Nothing happening on the chicken or hen front yet. Did check a hen tree that I know about and nothing showing yet. Seems to me I was beginning to see some things about this time last year, but last year this time was a lot wetter than now.


----------



## cwlake

Started finding Hens last week in NE IN. have found a dozen so far. Looks like it's gonna be a good year. Funny thing, it's been drier than a popcorn fart, but the young hens are dripping with water. They must pull the water from the trees?


----------



## shroomsearcher

Yes, the Hens are parasites on the trees, so I would have to guess that the trees are still pulling plenty of water.


----------



## Kokomorel

Headed out in the morning to see if I can find some chicken or some hens and work on a Deerstand maybe little fishing


----------



## pedro

I went scouting in west central Ohio mid week and the only thing I found was three Lions Mane, They were about softball size, two were old one was prime. It still has not rain in a couple weeks in my area. Hens can come out in dry conditions.


----------



## sb

Thanks pedro.

I've got half dozen Central OH repeater Lions Mane spots. Time to pay them a visit, I see


----------



## Kokomorel

No shrooms this week Deer season starts next week time to start chasing the whitetail


----------



## shroomsearcher

Checked a couple of Hen spots today and there is absolutely nothing happening in my neck of the woods! I think it's just been too dry lately. Year started out too wet, and it's winding up too dry!


----------



## jashroomer

Kokomorel said:


> Headed out in the morning to see if I can find some chicken or some hens and work on a Deerstand maybe little fishing


The deer season is nearly here, but climbing and sitting in a stand when it's 90 degrees will be a chore. I like the heat, but it's time for it to go.


----------



## shroomsearcher

jashroomer said:


> The deer season is nearly here, but climbing and sitting in a stand when it's 90 degrees will be a chore. I like the heat, but it's time for it to go.


I like the heat when I'm swimming or playing golf. When I'm hunting I certainly do NOT! Which is why I won't be going out Saturday for the opener. I look at it the same way I do the trout opener next door in PA. I wish everyone a good time catching lots of fish and dealing with the mob. I'll wait a while and start fishing when the crowds have disappeared and there are still plenty of trout to be caught. The trout opener at my fish & game club, and at every local body of water the holds trout, is pure bedlam! 
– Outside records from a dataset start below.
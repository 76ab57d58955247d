use serde::{Deserialize, Serialize};

use crate::contract::ResultContract;
use crate::domain::AnalysisDomain;
use crate::reliability::{AnalysisEvidence, ImageQuality};

#[derive(Debug, Clone, Copy, PartialEq, Eq, Hash, Serialize, Deserialize)]
#[serde(rename_all = "snake_case")]
pub enum ProgressTrend {
    Improving,
    Steady,
    Declining,
}

#[derive(Debug, Clone, PartialEq, Serialize, Deserialize)]
#[serde(rename_all = "camelCase")]
pub struct ProgressCheckpoint {
    pub date: String,
    #[serde(default)]
    pub weight_kg: Option<f32>,
    #[serde(default)]
    pub score: Option<u8>,
}

#[derive(Debug, Clone, Default, PartialEq, Serialize, Deserialize)]
#[serde(rename_all = "camelCase")]
pub struct ProgressInput {
    pub goal: String,
    pub period_days: u16,
    pub workouts_planned: u16,
    pub workouts_completed: u16,
    #[serde(default)]
    pub checkpoints: Vec<ProgressCheckpoint>,
}

impl ProgressInput {
    /// Completed over planned sessions in `0.0..=1.0`; zero when nothing was planned.
    pub fn completion_rate(&self) -> f32 {
        if self.workouts_planned == 0 {
            return 0.0;
        }
        (f32::from(self.workouts_completed) / f32::from(self.workouts_planned)).clamp(0.0, 1.0)
    }
}

#[derive(Debug, Clone, PartialEq, Eq, Serialize, Deserialize)]
#[serde(rename_all = "camelCase")]
pub struct ProgressInsights {
    pub overall_progress: u8,
    pub trend: ProgressTrend,
    pub consistency_score: u8,
    pub highlights: Vec<String>,
    pub areas_to_improve: Vec<String>,
    pub next_steps: Vec<String>,
    #[serde(default)]
    pub visible_changes: Vec<String>,
    pub motivation: String,
    #[serde(default, skip_serializing_if = "Option::is_none")]
    pub image_quality: Option<ImageQuality>,
    #[serde(default, skip_serializing_if = "Option::is_none")]
    pub analysis_evidence: Option<AnalysisEvidence>,
}

impl ResultContract for ProgressInsights {
    const DOMAIN: AnalysisDomain = AnalysisDomain::ProgressInsight;
    const REQUIRED_FIELDS: &'static [&'static str] = &[
        "overallProgress",
        "trend",
        "consistencyScore",
        "highlights",
        "areasToImprove",
        "nextSteps",
        "motivation",
    ];

    fn image_quality(&self) -> Option<&ImageQuality> {
        self.image_quality.as_ref()
    }
}

#[cfg(test)]
mod tests {
    use super::ProgressInput;

    #[test]
    fn completion_rate_handles_zero_and_overshoot() {
        let mut input = ProgressInput {
            goal: "run 5k".to_string(),
            period_days: 28,
            workouts_planned: 0,
            workouts_completed: 4,
            checkpoints: Vec::new(),
        };
        assert_eq!(input.completion_rate(), 0.0);
        input.workouts_planned = 8;
        assert_eq!(input.completion_rate(), 0.5);
        input.workouts_completed = 12;
        assert_eq!(input.completion_rate(), 1.0);
    }
}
I'll wait until this weather cools down some. I don't know how those good old boys down South do it! well, I do have some idea. You better make a good shot and find that deer pronto. Get it gutted and have an ATV to get that deer out of woods and to a running cooler or meat locker fast! I would not risk putting an arrow through a deer if thought there was a chance it would go to waste.


----------



## Kokomorel

shroomsearcher said:


> I like the heat when I'm swimming or playing golf. When I'm hunting I certainly do NOT! Which is why I won't be going out Saturday for the opener. I look at it the same way I do the trout opener next door in PA. I wish everyone a good time catching lots of fish and dealing with the mob. I'll wait a while and start fishing when the crowds have disappeared and there are still plenty of trout to be caught. The trout opener at my fish & game club, and at every local body of water the holds trout, is pure bedlam!
> 
> I'll wait until this weather cools down some. I don't know how those good old boys down South do it! well, I do have some idea. You better make a good shot and find that deer pronto. Get it gutted and have an ATV to get that deer out of woods and to a running cooler or meat locker fast! I would not risk putting an arrow through a deer if thought there was a chance it would go to waste.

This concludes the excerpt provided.